• [What to work on] Report, from the records below, every line where the word "dropped" appears.

________

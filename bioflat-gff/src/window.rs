use bioflat_core::WindowConfig;
use bioflat_fasta::{FastaRecord, SequenceStore};
use log::debug;

use crate::feature::Feature;
use crate::graph::FeatureGraph;

///
/// A slice of a reference sequence around one feature.
///
/// `start` and `end` are 0-based and half-open over the reference, already
/// clipped to it.
///
#[derive(Debug, Clone, PartialEq, Eq)]
pub struct Window {
    pub id: String,
    pub seq_id: String,
    pub start: usize,
    pub end: usize,
    pub sequence: String,
}

impl Window {
    /// `{seqID}:{start}..{end}` in 1-based coordinates.
    pub fn description(&self) -> String {
        format!("{}:{}..{}", self.seq_id, self.start + 1, self.end)
    }

    pub fn into_fasta_record(self) -> FastaRecord {
        let description = self.description();
        FastaRecord::new(self.id, description, self.sequence)
    }
}

///
/// Cut the sequence under `feature`, extended by `left_flank` bases before its
/// start and `right_flank` bases after its end.
///
/// Both window bounds are clamped to `[0, length - 1]` of the reference. Returns
/// `None` when the feature's seqID is not in the store.
///
pub fn extract_window(
    feature: &Feature,
    store: &SequenceStore,
    left_flank: usize,
    right_flank: usize,
) -> Option<Window> {
    let Some(target) = store.sequence(&feature.seq_id) else {
        debug!(
            "Sequence {} not found for feature {}",
            feature.seq_id,
            feature.identifier()
        );
        return None;
    };

    let last = target.len().saturating_sub(1);
    let feature_start = usize::try_from(feature.start).unwrap_or(usize::MAX);
    let feature_end = usize::try_from(feature.end).unwrap_or(usize::MAX);

    let end = feature_end.saturating_add(right_flank).min(last);
    let start = feature_start
        .saturating_sub(1)
        .saturating_sub(left_flank)
        .min(last)
        .min(end);

    let sequence = target.get(start..end)?.to_string();

    Some(Window {
        id: feature.identifier(),
        seq_id: feature.seq_id.clone(),
        start,
        end,
        sequence,
    })
}

impl FeatureGraph {
    ///
    /// Extract a window for every feature (optionally only those of
    /// `feature_type`) whose sequence is available.
    ///
    /// Sequences come from `store` when given, otherwise from the document's own
    /// `##FASTA` section.
    ///
    pub fn windows(
        &self,
        store: Option<&SequenceStore>,
        config: &WindowConfig,
        feature_type: Option<&str>,
    ) -> Vec<Window> {
        let store = store.unwrap_or(&self.sequences);
        self.iter()
            .filter(|f| feature_type.is_none_or(|t| f.feature_type == t))
            .filter_map(|f| extract_window(f, store, config.left_flank, config.right_flank))
            .collect()
    }
}
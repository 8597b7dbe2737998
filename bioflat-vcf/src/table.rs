use std::io::BufRead;
use std::path::Path;
use std::slice::Iter;
use std::str::FromStr;

use anyhow::Context;
use bioflat_core::utils::get_dynamic_reader;
use bioflat_core::{ParseError, ReaderConfig, Result, SkippedLine};
use bioflat_fasta::SequenceStore;
use log::{info, warn};

use crate::consts::{FASTA_DIRECTIVE, HEADER_LINE_PREFIX, META_PREFIX, VCF_FIXED_COLUMNS};
use crate::header::{MetadataRegistry, MetadataRegistryBuilder};
use crate::record::VariantRecord;

///
/// A decoded VCF file: the header schema, the sample names and every data
/// record in file order.
///
/// The header is read first and frozen into a [`MetadataRegistry`] at the first
/// data line. Header lines that show up after that point are not metadata any
/// more; they are decoded (and usually rejected) as data lines.
///
#[derive(Debug, Default)]
pub struct VariantTable {
    registry: MetadataRegistry,
    samples: Vec<String>,
    records: Vec<VariantRecord>,

    /// Sequences from a trailing `##FASTA` section.
    pub sequences: SequenceStore,
    /// Lines dropped because they could not be decoded.
    pub skipped: Vec<SkippedLine>,
}

impl VariantTable {
    ///
    /// Read a VCF document line by line.
    ///
    /// Data lines that fail to decode are recorded in [`VariantTable::skipped`],
    /// or abort the parse when `config.strict` is set.
    ///
    pub fn from_reader<R: BufRead>(reader: R, config: &ReaderConfig) -> Result<Self> {
        let mut table = VariantTable::default();
        let mut header = Some(MetadataRegistryBuilder::new());
        let mut fasta = String::new();
        let mut in_fasta = false;

        for (i, line) in reader.lines().enumerate() {
            let line = line?;
            let line_number = i + 1;

            if in_fasta {
                fasta.push_str(&line);
                fasta.push('\n');
                continue;
            }

            let line = line.trim();
            if line.is_empty() {
                continue;
            }

            if line.starts_with(FASTA_DIRECTIVE) {
                in_fasta = true;
                continue;
            }

            if let Some(builder) = header.as_mut() {
                if line.starts_with(HEADER_LINE_PREFIX) {
                    table.samples = line
                        .split('\t')
                        .skip(VCF_FIXED_COLUMNS + 1)
                        .map(str::to_string)
                        .collect();
                    continue;
                }
                if line.starts_with(META_PREFIX) {
                    if let Err(error) = builder.ingest_line(line) {
                        table.skip(line_number, error, config)?;
                    }
                    continue;
                }
                if line.starts_with('#') {
                    continue;
                }
            }

            // first data line: the header is complete
            if let Some(builder) = header.take() {
                table.registry = builder.build();
            }

            match VariantRecord::parse(line, &table.registry) {
                Ok(record) => table.records.push(record),
                Err(error) => table.skip(line_number, error, config)?,
            }
        }

        // header-only input
        if let Some(builder) = header.take() {
            table.registry = builder.build();
        }

        if !fasta.is_empty() {
            table.sequences = SequenceStore::from_reader(fasta.as_bytes())?;
        }

        Ok(table)
    }

    fn skip(&mut self, line_number: usize, error: ParseError, config: &ReaderConfig) -> Result<()> {
        if config.strict {
            return Err(error);
        }
        warn!("Skipping VCF line {}: {}", line_number, error);
        self.skipped.push(SkippedLine { line_number, error });
        Ok(())
    }

    ///
    /// Assemble a table from parts that are already decoded.
    ///
    pub fn from_parts(registry: MetadataRegistry, samples: Vec<String>, records: Vec<VariantRecord>) -> Self {
        VariantTable {
            registry,
            samples,
            records,
            ..Default::default()
        }
    }

    pub fn registry(&self) -> &MetadataRegistry {
        &self.registry
    }

    pub fn fileformat(&self) -> Option<&str> {
        self.registry.fileformat()
    }

    /// Sample names from the `#CHROM` line.
    pub fn samples(&self) -> &[String] {
        &self.samples
    }

    pub fn records(&self) -> &[VariantRecord] {
        &self.records
    }

    pub fn iter(&self) -> Iter<'_, VariantRecord> {
        self.records.iter()
    }

    pub fn len(&self) -> usize {
        self.records.len()
    }

    pub fn is_empty(&self) -> bool {
        self.records.is_empty()
    }
}

impl FromStr for VariantTable {
    type Err = ParseError;

    fn from_str(s: &str) -> Result<Self> {
        VariantTable::from_reader(s.as_bytes(), &ReaderConfig::default())
    }
}

impl TryFrom<&Path> for VariantTable {
    type Error = anyhow::Error;

    ///
    /// Create a new [VariantTable] from a (possibly gzip'd) VCF file, skipping
    /// lines that cannot be decoded.
    ///
    fn try_from(path: &Path) -> anyhow::Result<Self> {
        let reader = get_dynamic_reader(path)?;
        let table = VariantTable::from_reader(reader, &ReaderConfig::default())
            .with_context(|| format!("Failed to read VCF file: {:?}", path))?;
        info!(
            "Loaded {} records for {} samples ({} skipped lines) from {:?}",
            table.len(),
            table.samples.len(),
            table.skipped.len(),
            path
        );
        Ok(table)
    }
}

impl<'a> IntoIterator for &'a VariantTable {
    type Item = &'a VariantRecord;
    type IntoIter = Iter<'a, VariantRecord>;

    fn into_iter(self) -> Self::IntoIter {
        self.records.iter()
    }
}
mod fasta;
mod gff;
mod settings;
mod vcf;
mod window;

use anyhow::Result;
use clap::Command;

pub mod consts {
    pub const VERSION: &str = env!("CARGO_PKG_VERSION");
    pub const BIN_NAME: &str = "bioflat";
}

fn build_parser() -> Command {
    Command::new(consts::BIN_NAME)
        .bin_name(consts::BIN_NAME)
        .version(consts::VERSION)
        .about("Decode, inspect and re-write FASTA, GFF3 and VCF files.")
        .subcommand_required(true)
        .arg(settings::config_arg())
        .arg(settings::strict_arg())
        .subcommand(vcf::cli::create_vcf_cli())
        .subcommand(gff::cli::create_gff_cli())
        .subcommand(window::cli::create_window_cli())
        .subcommand(fasta::cli::create_fasta_cli())
}

fn main() -> Result<()> {
    pretty_env_logger::init();

    let app = build_parser();
    let matches = app.get_matches();

    match matches.subcommand() {
        //
        // VCF
        //
        Some((vcf::cli::VCF_CMD, matches)) => {
            vcf::handlers::run_vcf(matches)?;
        }

        //
        // GFF3
        //
        Some((gff::cli::GFF_CMD, matches)) => {
            gff::handlers::run_gff(matches)?;
        }

        //
        // SEQUENCE WINDOWS
        //
        Some((window::cli::WINDOW_CMD, matches)) => {
            window::handlers::run_window(matches)?;
        }

        //
        // FASTA
        //
        Some((fasta::cli::FASTA_CMD, matches)) => {
            fasta::handlers::run_fasta(matches)?;
        }

        _ => unreachable!("Subcommand not found"),
    };

    Ok(())
}

#[cfg(test)]
mod tests {
    use super::*;

    use rstest::*;

    #[rstest]
    fn test_parser_is_consistent() {
        build_parser().debug_assert();
    }

    #[rstest]
    fn test_global_flags_reach_subcommands() {
        let matches = build_parser()
            .try_get_matches_from(["bioflat", "vcf", "--input", "calls.vcf", "--strict"])
            .unwrap();
        let (name, sub) = matches.subcommand().unwrap();
        assert_eq!(name, vcf::cli::VCF_CMD);

        let config = settings::load_config(sub).unwrap();
        assert!(config.reader.strict);
    }

    #[rstest]
    fn test_window_flanks_parse_as_numbers() {
        let matches = build_parser()
            .try_get_matches_from(["bioflat", "window", "--gff", "a.gff3", "--left", "20", "--right", "5"])
            .unwrap();
        let (_, sub) = matches.subcommand().unwrap();
        assert_eq!(sub.get_one::<usize>("left"), Some(&20));
        assert_eq!(sub.get_one::<usize>("right"), Some(&5));
    }

    #[rstest]
    fn test_missing_input_is_rejected() {
        assert!(build_parser().try_get_matches_from(["bioflat", "gff"]).is_err());
    }
}
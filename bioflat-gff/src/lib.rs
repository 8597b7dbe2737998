//! # GFF3 annotations for bioflat
//!
//! Each tab-delimited line decodes into a [`Feature`]. A [`FeatureGraph`] owns the
//! features in file order and, once every line is decoded, links children to
//! parents through their `ID`/`Parent` attributes. Features can then be cut out
//! of a [`bioflat_fasta::SequenceStore`] with optional flanks.
//!
//! ```no_run
//! use std::path::Path;
//! use bioflat_gff::FeatureGraph;
//!
//! let graph = FeatureGraph::try_from(Path::new("annotations.gff3")).unwrap();
//! if let Some(gene) = graph.get_by_id("YAL069W") {
//!     for child in graph.children(gene) {
//!         println!("{}", child);
//!     }
//! }
//! ```

pub mod consts;
pub mod feature;
pub mod graph;
pub mod window;
pub mod writer;

pub use feature::{Feature, Phase, Strand};
pub use graph::FeatureGraph;
pub use window::{Window, extract_window};
pub use writer::{GffWrite, write_gff};
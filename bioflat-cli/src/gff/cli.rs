use clap::{Command, arg};

pub const GFF_CMD: &str = "gff";

pub fn create_gff_cli() -> Command {
    Command::new(GFF_CMD)
        .about("Decode a GFF3 file and summarize, query or re-write it.")
        .arg_required_else_help(true)
        .arg(arg!(-i --input <input> "GFF3 file to read (plain, gzip'd, or - for stdin)").required(true))
        .arg(arg!(-o --output <output> "Write the decoded features back out to this file"))
        .arg(arg!(-c --children <id> "Print the features whose Parent is this ID"))
}
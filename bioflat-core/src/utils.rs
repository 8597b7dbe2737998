use std::ffi::OsStr;
use std::fs::File;
use std::io::prelude::*;
use std::io::{BufReader, BufWriter};
use std::path::Path;

use anyhow::{Context, Result};
use flate2::Compression;
use flate2::read::MultiGzDecoder;
use flate2::write::GzEncoder;

///
/// Get a reader for either a gzip'd or non-gzip'd file.
///
/// # Arguments
///
/// - path: path to the file to read
///
pub fn get_dynamic_reader(path: &Path) -> Result<BufReader<Box<dyn Read>>> {
    let is_gzipped = path.extension() == Some(OsStr::new("gz"));
    let file = File::open(path).with_context(|| format!("Failed to open file: {:?}", path))?;
    let file: Box<dyn Read> = match is_gzipped {
        true => Box::new(MultiGzDecoder::new(file)),
        false => Box::new(file),
    };

    let reader = BufReader::new(file);

    Ok(reader)
}

/// Get a reader for either a gzipped, non-gzipped file, or stdin
///
/// # Arguments
///
/// - file_path: path to the file to read, or '-' for stdin
///
/// # Returns
///
/// A `BufReader` object for a given file path or stdin.
pub fn get_dynamic_reader_w_stdin(file_path_str: &str) -> Result<BufReader<Box<dyn Read>>> {
    if file_path_str == "-" {
        Ok(BufReader::new(Box::new(std::io::stdin()) as Box<dyn Read>))
    } else {
        let file_path = Path::new(file_path_str);
        get_dynamic_reader(file_path)
    }
}

///
/// Get a writer for a plain or gzip'd (`.gz`) file. Parent folders are created
/// when missing.
///
/// The gzip stream is finalized when the writer is dropped; call `flush` first
/// to observe I/O errors.
///
pub fn get_dynamic_writer(path: &Path) -> Result<BufWriter<Box<dyn Write>>> {
    if let Some(parent) = path.parent() {
        if !parent.as_os_str().is_empty() {
            std::fs::create_dir_all(parent)
                .with_context(|| format!("Failed to create directory: {:?}", parent))?;
        }
    }

    let is_gzipped = path.extension() == Some(OsStr::new("gz"));
    let file = File::create(path).with_context(|| format!("Failed to create file: {:?}", path))?;
    let file: Box<dyn Write> = match is_gzipped {
        true => Box::new(GzEncoder::new(file, Compression::default())),
        false => Box::new(file),
    };

    Ok(BufWriter::new(file))
}

/// Strip a trailing `\n` or `\r\n` without touching tabs or other whitespace.
pub fn trim_line_ending(line: &str) -> &str {
    line.trim_end_matches('\n').trim_end_matches('\r')
}

#[cfg(test)]
mod tests {
    use super::*;

    use pretty_assertions::assert_eq;
    use rstest::*;

    #[rstest]
    #[case("a\tb\n", "a\tb")]
    #[case("a\tb\r\n", "a\tb")]
    #[case("a\t\t\n", "a\t\t")]
    #[case("plain", "plain")]
    fn test_trim_line_ending(#[case] line: &str, #[case] expected: &str) {
        assert_eq!(trim_line_ending(line), expected);
    }

    #[rstest]
    #[case("out.txt")]
    #[case("nested/dir/out.txt.gz")]
    fn test_writer_reader_round_trip(#[case] name: &str) {
        let tempdir = tempfile::tempdir().unwrap();
        let path = tempdir.path().join(name);

        {
            let mut writer = get_dynamic_writer(&path).unwrap();
            writeln!(writer, "first").unwrap();
            writeln!(writer, "second").unwrap();
            writer.flush().unwrap();
        }

        let reader = get_dynamic_reader(&path).unwrap();
        let lines: Vec<String> = reader.lines().map(|l| l.unwrap()).collect();
        assert_eq!(lines, vec!["first", "second"]);
    }

    #[rstest]
    fn test_missing_file_is_an_error() {
        let result = get_dynamic_reader(Path::new("does/not/exist.txt"));
        assert!(result.is_err());
    }
}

________

• [Exercise answer]
    /// Lines dropped because they could not be decoded.
/// The gzip stream is finalized when the writer is dropped; call `flush` first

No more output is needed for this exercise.